= Erland Steenberg =

Norwegian politician

Erland Steenberg

Erland Steenberg (11 February 1919 – 11 December 2009) was a Norwegian politician for the Centre Party.

He was born in Nedre Eiker as a son of farmers Christoffer Steenberg (1888–1970) and Anne Severine Åsland (1878–1963). He was employed in the Bank of Norway in Drammen from 1938 to 1947, and also worked as an auditor until 1968.

He was a member of Nedre Eiker municipal council between 1959 and 1967, the last four-year term in the executive committee. He chaired his county branch of the Centre Party from 1960 to 1966, and was deputy leader of the Centre Party nationally from 1967 to 1977 He was elected to the Parliament of Norway from Buskerud in 1965, and was re-elected on two occasions. He had previously as a deputy representative during the terms 1958-1961 and 1961-1965. During his second term, from 1969 to 1973, he served as Vice President of the Odelsting.
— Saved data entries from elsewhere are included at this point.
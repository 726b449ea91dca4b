//! Template compiler: include splicing and `extends` merging.
//!
//! Compilation turns a template name into one flattened source string.
//! Plain `{% include "x" %}` tags are replaced with the (recursively
//! flattened) source of `x`, then each `{% extends "base" %}` is resolved by
//! overlaying the child's blocks onto the base, innermost child first.
//! Everything else is left for the renderer. Tags inside `raw` and
//! `verbatim` blocks are never touched.

use std::collections::{HashMap, HashSet};
use std::ops::Range;

use once_cell::sync::Lazy;
use regex::Regex;

use nunchucks_core::error::{NunchucksError, NunchucksResult};

use crate::lexer::{END_RAW_RE, END_VERBATIM_RE};
use crate::loaders::TemplateLoader;

static INCLUDE_RE: Lazy<Regex> = Lazy::new(|| {
    Regex::new(r#"\{%-?\s*include\s+(?:"([^"']+)"|'([^"']+)')\s*-?%\}"#).expect("valid regex")
});
static EXTENDS_RE: Lazy<Regex> = Lazy::new(|| {
    Regex::new(r#"\{%-?\s*extends\s+(?:"([^"']+)"|'([^"']+)')\s*-?%\}"#).expect("valid regex")
});
static BLOCK_TAG_RE: Lazy<Regex> = Lazy::new(|| {
    Regex::new(r"\{%-?\s*(block|endblock)\b([^%]*?)-?%\}").expect("valid regex")
});
static SUPER_RE: Lazy<Regex> =
    Lazy::new(|| Regex::new(r"\{\{-?\s*super\(\)\s*-?\}\}").expect("valid regex"));
static RAW_OPEN_RE: Lazy<Regex> =
    Lazy::new(|| Regex::new(r"\{%-?\s*(raw|verbatim)\s*-?%\}").expect("valid regex"));

/// Byte ranges of one `{% block name %}...{% endblock %}` construct.
#[derive(Debug, Clone, Copy, PartialEq, Eq)]
pub struct BlockSpan {
    pub open_start: usize,
    pub body_start: usize,
    pub body_end: usize,
    pub close_end: usize,
}

/// Resolves includes and inheritance through a loader.
pub struct Compiler<'a> {
    loader: &'a dyn TemplateLoader,
}

impl<'a> Compiler<'a> {
    pub fn new(loader: &'a dyn TemplateLoader) -> Self {
        Self { loader }
    }

    /// Loads and flattens the template called `name`.
    ///
    /// # Errors
    ///
    /// Returns the loader's error for any missing template, or
    /// `CompileError` for an `extends` cycle.
    pub fn compile(&self, name: &str) -> NunchucksResult<String> {
        let source = self.loader.read(name)?;
        self.flatten(&source, Some(name))
    }

    /// Flattens already-loaded source. `origin` is the template's own name,
    /// if it has one, so that it takes part in cycle detection.
    ///
    /// # Errors
    ///
    /// Same as [`compile`](Self::compile).
    pub fn flatten(&self, source: &str, origin: Option<&str>) -> NunchucksResult<String> {
        let seen: HashSet<String> = origin.map(str::to_string).into_iter().collect();
        let mut child = self.resolve_includes(source, &seen)?;

        let mut chain: Vec<String> = origin.map(str::to_string).into_iter().collect();
        while let Some(base_name) = first_quoted_arg(&EXTENDS_RE, &child) {
            if chain.contains(&base_name) {
                chain.push(base_name);
                return Err(NunchucksError::CompileError(format!(
                    "extends cycle detected: {}",
                    chain.join(" -> ")
                )));
            }
            tracing::debug!(base = %base_name, "merging extends");
            let base_raw = self.loader.read(&base_name)?;
            let base = self.resolve_includes(&base_raw, &HashSet::from([base_name.clone()]))?;
            chain.push(base_name);
            child = strip_extends(&merge_extends(&base, &child));
        }

        Ok(strip_extends(&child))
    }

    /// Splices plain includes. `seen` holds the templates on the current
    /// branch; an include back to one of them is dropped.
    fn resolve_includes(&self, source: &str, seen: &HashSet<String>) -> NunchucksResult<String> {
        let mut out = source.to_string();
        while let Some(caps) = first_outside_raw(&INCLUDE_RE, &out) {
            let whole = caps.get(0).map_or(0..0, |m| m.range());
            let name = caps
                .get(1)
                .or_else(|| caps.get(2))
                .map_or_else(String::new, |m| m.as_str().to_string());
            drop(caps);

            if seen.contains(&name) {
                tracing::debug!(template = %name, "dropping cyclic include");
                out.replace_range(whole, "");
                continue;
            }

            tracing::debug!(template = %name, "splicing include");
            let child = self.loader.read(&name)?;
            let mut branch = seen.clone();
            branch.insert(name);
            let resolved = self.resolve_includes(&child, &branch)?;
            out.replace_range(whole, &resolved);
        }
        Ok(out)
    }
}

/// Byte ranges of the `raw` and `verbatim` blocks in `source`, tags
/// included. An unclosed block runs to the end.
fn raw_spans(source: &str) -> Vec<Range<usize>> {
    let mut spans = Vec::new();
    let mut pos = 0;
    while let Some(caps) = RAW_OPEN_RE.captures_at(source, pos) {
        let Some(open) = caps.get(0) else { break };
        let close = if &caps[1] == "raw" { &*END_RAW_RE } else { &*END_VERBATIM_RE };
        let end = close.find_at(source, open.end()).map_or(source.len(), |m| m.end());
        spans.push(open.start()..end);
        pos = end;
    }
    spans
}

fn in_spans(spans: &[Range<usize>], at: usize) -> bool {
    spans.iter().any(|span| span.contains(&at))
}

/// The first match of `re` that is not inside a raw block.
fn first_outside_raw<'s>(re: &Regex, source: &'s str) -> Option<regex::Captures<'s>> {
    let spans = raw_spans(source);
    re.captures_iter(source)
        .find(|caps| caps.get(0).is_some_and(|m| !in_spans(&spans, m.start())))
}

/// The quoted argument of the first tag `re` matches outside raw blocks.
fn first_quoted_arg(re: &Regex, source: &str) -> Option<String> {
    let caps = first_outside_raw(re, source)?;
    caps.get(1)
        .or_else(|| caps.get(2))
        .map(|m| m.as_str().to_string())
}

/// Removes `extends` tags outside raw blocks.
fn strip_extends(source: &str) -> String {
    let spans = raw_spans(source);
    let mut out = source.to_string();
    let found: Vec<Range<usize>> = EXTENDS_RE
        .find_iter(source)
        .map(|m| m.range())
        .filter(|r| !in_spans(&spans, r.start))
        .collect();
    for range in found.into_iter().rev() {
        out.replace_range(range, "");
    }
    out
}

/// Finds every block in `source`, keyed by name. Blocks nest; a later
/// block with the same name replaces an earlier one.
pub fn extract_blocks(source: &str) -> HashMap<String, BlockSpan> {
    let mut blocks = HashMap::new();
    let mut stack: Vec<(String, usize, usize)> = Vec::new();
    let raw = raw_spans(source);

    for caps in BLOCK_TAG_RE.captures_iter(source) {
        let Some(tag) = caps.get(0) else { continue };
        if in_spans(&raw, tag.start()) {
            continue;
        }
        if &caps[1] == "block" {
            if let Some(name) = caps[2].split_whitespace().next() {
                stack.push((name.to_string(), tag.start(), tag.end()));
            }
        } else if let Some((name, open_start, body_start)) = stack.pop() {
            blocks.insert(
                name,
                BlockSpan {
                    open_start,
                    body_start,
                    body_end: tag.start(),
                    close_end: tag.end(),
                },
            );
        }
    }

    blocks
}

/// Overlays the child's blocks onto the base.
///
/// Each block present in both takes the child's body, with `{{ super() }}`
/// replaced by the base's original body. Content outside blocks comes from
/// the base. Overrides nested inside another override are already carried
/// by the outer body and are skipped.
pub fn merge_extends(base: &str, child: &str) -> String {
    let base_blocks = extract_blocks(base);
    let child_blocks = extract_blocks(child);

    let mut edits: Vec<(usize, usize, String)> = base_blocks
        .iter()
        .filter_map(|(name, bb)| {
            let cb = child_blocks.get(name)?;
            let base_body = &base[bb.body_start..bb.body_end];
            let child_body = &child[cb.body_start..cb.body_end];
            let merged = SUPER_RE.replace_all(child_body, regex::NoExpand(base_body));
            Some((bb.body_start, bb.body_end, merged.into_owned()))
        })
        .collect();

    edits.sort_by_key(|e| e.0);
    let mut kept: Vec<(usize, usize, String)> = Vec::with_capacity(edits.len());
    for edit in edits {
        if kept.last().is_some_and(|last| edit.0 < last.1) {
            continue;
        }
        kept.push(edit);
    }

    let mut out = base.to_string();
    for (start, end, body) in kept.into_iter().rev() {
        out.replace_range(start..end, &body);
    }
    out
}
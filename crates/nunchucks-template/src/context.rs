//! Render context and variable scopes.
//!
//! [`Context`] is the caller-supplied data a template renders against.
//! [`Scope`] pairs it with the local bindings (`set`, loop variables, macro
//! parameters, imports) that a render accumulates. Scopes are plain values:
//! a nested render clones its parent's scope, so nothing it binds leaks back.

use std::sync::Arc;

use nunchucks_core::error::NunchucksError;

use crate::value::{Map, Value};

/// Caller-supplied render data.
///
/// # Examples
///
/// ```
/// use nunchucks_template::context::Context;
///
/// let mut ctx = Context::new();
/// ctx.set("name", "World");
/// ctx.set("count", 3);
/// assert_eq!(ctx.get("name").unwrap().to_string(), "World");
/// ```
#[derive(Debug, Clone, Default, PartialEq)]
pub struct Context {
    values: Map,
}

impl Context {
    /// Creates an empty context.
    pub fn new() -> Self {
        Self::default()
    }

    /// Binds `key` to `value`, replacing any previous binding.
    pub fn set(&mut self, key: impl Into<String>, value: impl Into<Value>) {
        self.values.insert(key.into(), value.into());
    }

    /// Returns the value bound to `key`.
    pub fn get(&self, key: &str) -> Option<&Value> {
        self.values.get(key)
    }

    /// Returns `true` if `key` is bound.
    pub fn contains_key(&self, key: &str) -> bool {
        self.values.contains_key(key)
    }

    /// Number of top-level bindings.
    pub fn len(&self) -> usize {
        self.values.len()
    }

    /// Returns `true` if nothing is bound.
    pub fn is_empty(&self) -> bool {
        self.values.is_empty()
    }

    /// Decodes a JSON object into a context.
    ///
    /// # Errors
    ///
    /// Returns `SerializationError` if `json` is not valid JSON, or is
    /// valid JSON but not an object.
    pub fn from_json_str(json: &str) -> Result<Self, NunchucksError> {
        let parsed: serde_json::Value = serde_json::from_str(json)?;
        match Value::from(parsed) {
            Value::Map(values) => Ok(Self { values }),
            other => Err(NunchucksError::SerializationError(format!(
                "context must be a JSON object, got {}",
                other.kind()
            ))),
        }
    }

    /// Consumes the context, returning its bindings.
    pub fn into_map(self) -> Map {
        self.values
    }
}

impl From<Map> for Context {
    fn from(values: Map) -> Self {
        Self { values }
    }
}

impl From<serde_json::Value> for Context {
    /// Objects become bindings; any other JSON value yields an empty context.
    fn from(value: serde_json::Value) -> Self {
        match Value::from(value) {
            Value::Map(values) => Self { values },
            _ => Self::default(),
        }
    }
}

impl<K: Into<String>, V: Into<Value>> FromIterator<(K, V)> for Context {
    fn from_iter<I: IntoIterator<Item = (K, V)>>(iter: I) -> Self {
        Self {
            values: iter.into_iter().map(|(k, v)| (k.into(), v.into())).collect(),
        }
    }
}

/// The `(vars, ctx)` pair used for identifier resolution.
///
/// `vars` is owned and mutable; `ctx` is shared read-only by every scope
/// derived from the same render call.
#[derive(Debug, Clone, Default)]
pub struct Scope {
    vars: Map,
    ctx: Arc<Map>,
}

impl Scope {
    /// Creates a scope with no local bindings over `ctx`.
    pub fn new(ctx: Arc<Map>) -> Self {
        Self {
            vars: Map::new(),
            ctx,
        }
    }

    /// A scope with neither locals nor context.
    pub fn empty() -> Self {
        Self::default()
    }

    /// Binds a local variable.
    pub fn set(&mut self, key: impl Into<String>, value: Value) {
        self.vars.insert(key.into(), value);
    }

    /// Returns a local binding, ignoring the context.
    pub fn local(&self, key: &str) -> Option<&Value> {
        self.vars.get(key)
    }

    /// Resolves a name or dotted path.
    ///
    /// Exact keys are tried in `vars` then `ctx`; if the name contains
    /// dots the path is then walked through `vars` and then `ctx`.
    pub fn lookup(&self, name: &str) -> Option<Value> {
        let key = name.trim();
        if key.is_empty() {
            return None;
        }
        if let Some(v) = self.vars.get(key).or_else(|| self.ctx.get(key)) {
            return Some(v.clone());
        }
        if key.contains('.') {
            return path_in(&self.vars, key).or_else(|| path_in(&self.ctx, key));
        }
        None
    }

    /// Like [`lookup`](Self::lookup), but yields [`Value::Missing`] when
    /// nothing is bound.
    pub fn resolve(&self, name: &str) -> Value {
        self.lookup(name).unwrap_or(Value::Missing)
    }
}

fn path_in(map: &Map, path: &str) -> Option<Value> {
    let (head, rest) = path.split_once('.')?;
    map.get(head)?.by_path(rest)
}
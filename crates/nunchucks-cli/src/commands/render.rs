//! The `render` command: renders one template to standard output.

use std::io::Write;

use nunchucks_core::error::{NunchucksError, NunchucksResult};
use nunchucks_core::settings::Settings;
use nunchucks_template::{Context, Env};

use crate::command::{data_arg, views_arg, with_views, CliCommand};

pub struct RenderCommand;

/// Decodes the `--data` argument into a render context.
pub(crate) fn context_from_matches(matches: &clap::ArgMatches) -> NunchucksResult<Context> {
    let raw = matches.get_one::<String>("data").map_or("{}", String::as_str);
    if raw.trim().is_empty() {
        return Ok(Context::new());
    }
    Context::from_json_str(raw)
        .map_err(|e| NunchucksError::ConfigurationError(format!("invalid --data JSON: {e}")))
}

impl CliCommand for RenderCommand {
    fn name(&self) -> &'static str {
        "render"
    }

    fn help(&self) -> &'static str {
        "Render one template to stdout"
    }

    fn add_arguments(&self, cmd: clap::Command) -> clap::Command {
        cmd.arg(views_arg())
            .arg(
                clap::Arg::new("template")
                    .long("template")
                    .value_name("NAME")
                    .required(true)
                    .help("Template path relative to the views directory"),
            )
            .arg(data_arg())
    }

    fn handle(&self, matches: &clap::ArgMatches, settings: &Settings, out: &mut dyn Write) -> NunchucksResult<()> {
        let template = matches
            .get_one::<String>("template")
            .ok_or_else(|| NunchucksError::ConfigurationError("--template is required".to_string()))?;
        let ctx = context_from_matches(matches)?;
        let env = Env::from_settings(&with_views(matches, settings));

        let output = env.render(template, &ctx)?;
        out.write_all(output.as_bytes())?;
        Ok(())
    }
}
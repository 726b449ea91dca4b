//! Template parser.
//!
//! Converts a stream of lexer [`Token`]s into a tree of [`Node`]s that the
//! renderer walks. Block tags are matched with their end tags here, so the
//! renderer never rescans text. `block`, `endblock` and `extends` tags are
//! already resolved by the compiler and are dropped, as are unknown or stray
//! tags.

use std::sync::Arc;

use once_cell::sync::Lazy;
use regex::Regex;

use nunchucks_core::error::{NunchucksError, NunchucksResult};

use crate::expr::{parse_filter_chain, parse_macro_signature, Expression, FilterCall, Param};
use crate::lexer::{tokenize, Tag, Token};

static FOR_RE: Lazy<Regex> = Lazy::new(|| {
    Regex::new(r"(?s)^([A-Za-z_]\w*)\s*(?:,\s*([A-Za-z_]\w*)\s*)?\s+in\s+(.+)$").expect("valid regex")
});
static MODIFIER_RE: Lazy<Regex> = Lazy::new(|| {
    Regex::new(r"(?s)^(.*?)\s+(ignore\s+missing|with\s+context|without\s+context)\s*$").expect("valid regex")
});
static IMPORT_RE: Lazy<Regex> =
    Lazy::new(|| Regex::new(r"(?s)^(.+?)\s+as\s+([A-Za-z_]\w*)$").expect("valid regex"));
static FROM_RE: Lazy<Regex> =
    Lazy::new(|| Regex::new(r"(?s)^(.+?)\s+import\s+(.+)$").expect("valid regex"));
static NAME_RE: Lazy<Regex> = Lazy::new(|| {
    Regex::new(r"^([A-Za-z_]\w*)(?:\s+as\s+([A-Za-z_]\w*))?$").expect("valid regex")
});
static IDENT_RE: Lazy<Regex> = Lazy::new(|| Regex::new(r"^[A-Za-z_]\w*$").expect("valid regex"));

/// A node in the parsed template tree.
#[derive(Debug, Clone)]
pub enum Node {
    /// Literal text, including the bodies of `raw`/`verbatim` blocks.
    Text(String),
    /// `{{ expr }}`
    Output(Expression),
    /// `{% set a = x, b = y %}`
    Set(Vec<(String, Expression)>),
    /// `{% if %}` with its `elif`/`else` branches.
    If(Vec<Branch>),
    For(ForLoop),
    Macro(Arc<MacroDef>),
    Call(CallBlock),
    FilterBlock(FilterBlock),
    Include(Include),
    Import(Import),
    FromImport(FromImport),
}

/// One branch of an `if`; `else` has no condition.
#[derive(Debug, Clone)]
pub struct Branch {
    pub condition: Option<Expression>,
    pub body: Vec<Node>,
}

#[derive(Debug, Clone)]
pub struct ForLoop {
    /// One or two loop variable names.
    pub targets: Vec<String>,
    pub iterable: Expression,
    pub body: Vec<Node>,
    /// Rendered when the loop runs zero times.
    pub else_body: Vec<Node>,
}

/// A macro as written: signature and body, not yet bound to a scope.
#[derive(Debug, Clone)]
pub struct MacroDef {
    pub name: String,
    pub params: Vec<Param>,
    pub body: Vec<Node>,
}

#[derive(Debug, Clone)]
pub struct CallBlock {
    pub callee: Expression,
    pub body: Vec<Node>,
}

#[derive(Debug, Clone)]
pub struct FilterBlock {
    pub filters: Vec<FilterCall>,
    pub body: Vec<Node>,
}

#[derive(Debug, Clone)]
pub struct Include {
    pub template: Expression,
    pub ignore_missing: bool,
    pub with_context: bool,
}

#[derive(Debug, Clone)]
pub struct Import {
    pub template: Expression,
    pub alias: String,
    pub with_context: bool,
}

#[derive(Debug, Clone)]
pub struct FromImport {
    pub template: Expression,
    /// `(macro name, bound name)` pairs.
    pub names: Vec<(String, String)>,
    pub with_context: bool,
}

/// Tokenizes and parses template source.
///
/// # Errors
///
/// Returns `CompileError` for unterminated blocks and malformed statements.
pub fn parse(source: &str) -> NunchucksResult<Vec<Node>> {
    let tokens = tokenize(source)?;
    let mut parser = ParserState::new(&tokens);
    let (nodes, _) = parser.parse_nodes(&[])?;
    Ok(nodes)
}

struct ParserState<'a> {
    tokens: &'a [Token],
    pos: usize,
}
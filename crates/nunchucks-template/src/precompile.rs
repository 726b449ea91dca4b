//! Directory precompilation.
//!
//! Renders every template under the engine's base path into an output
//! directory, keeping relative paths. Files whose output is blank are not
//! written, and a stale copy from an earlier run is removed.

use std::path::{Path, PathBuf};

use nunchucks_core::error::{NunchucksError, NunchucksResult};

use crate::context::Context;
use crate::engine::Env;

/// What a precompile run produced, as `/`-separated relative paths.
#[derive(Debug, Clone, Default, PartialEq, Eq)]
pub struct PrecompileReport {
    pub written: Vec<String>,
    pub skipped: Vec<String>,
}

impl Env {
    /// Renders each template file under [`base_path`](Self::base_path)
    /// into `out_dir`.
    ///
    /// Only files whose extension is in
    /// [`template_extensions`](Self::template_extensions) are rendered.
    ///
    /// # Errors
    ///
    /// Returns `ConfigurationError` for an empty `out_dir`, `IoError` for
    /// filesystem failures, and the first render error encountered.
    pub fn precompile_dir(&self, out_dir: impl AsRef<Path>, ctx: &Context) -> NunchucksResult<PrecompileReport> {
        let out_dir = out_dir.as_ref();
        if out_dir.as_os_str().is_empty() {
            return Err(NunchucksError::ConfigurationError(
                "precompile requires an output directory".to_string(),
            ));
        }
        std::fs::create_dir_all(out_dir)?;

        let mut files = Vec::new();
        collect_files(self.base_path(), &mut files)?;

        let mut report = PrecompileReport::default();
        for path in files {
            let is_template = path
                .extension()
                .and_then(|e| e.to_str())
                .is_some_and(|ext| self.template_extensions().iter().any(|t| t.eq_ignore_ascii_case(ext)));
            if !is_template {
                continue;
            }
            let Ok(relative) = path.strip_prefix(self.base_path()) else {
                continue;
            };
            let name = relative
                .components()
                .map(|c| c.as_os_str().to_string_lossy())
                .collect::<Vec<_>>()
                .join("/");

            let output = self.render(&name, ctx).map_err(|e| {
                tracing::error!(template = %name, error = %e, "precompile render failed");
                e
            })?;

            let dest = out_dir.join(relative);
            if output.trim().is_empty() {
                match std::fs::remove_file(&dest) {
                    Err(e) if e.kind() != std::io::ErrorKind::NotFound => return Err(e.into()),
                    _ => {}
                }
                tracing::debug!(template = %name, "skipping blank output");
                report.skipped.push(name);
                continue;
            }

            if let Some(parent) = dest.parent() {
                std::fs::create_dir_all(parent)?;
            }
            std::fs::write(&dest, output)?;
            tracing::debug!(template = %name, dest = %dest.display(), "precompiled");
            report.written.push(name);
        }

        tracing::info!(
            written = report.written.len(),
            skipped = report.skipped.len(),
            "precompiled {}",
            self.base_path().display()
        );
        Ok(report)
    }
}

/// Collects every file under `dir`, depth first, in name order.
fn collect_files(dir: &Path, files: &mut Vec<PathBuf>) -> NunchucksResult<()> {
    let mut entries = std::fs::read_dir(dir)?
        .map(|entry| entry.map(|e| e.path()))
        .collect::<Result<Vec<_>, _>>()?;
    entries.sort();

    for path in entries {
        if path.is_dir() {
            collect_files(&path, files)?;
        } else if path.is_file() {
            files.push(path);
        }
    }
    Ok(())
}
Steenberg was the chairman of IF Birkebeineren from 1955 to 1956, chaired the corporate council of Norsk Olje 1977 to 1981 and was a board member of Fokus Bank 1988 to 1990. From 1978 to 1990 he served on the board of the Office of the Auditor General of Norway. In the professional life he took a realtor's exam in 1977, and was the director of the Norwegian Association of Real Estate Agents from 1978 to 1986. From 1986 to 1996 he worked as a local realtor in Nedre Eiker.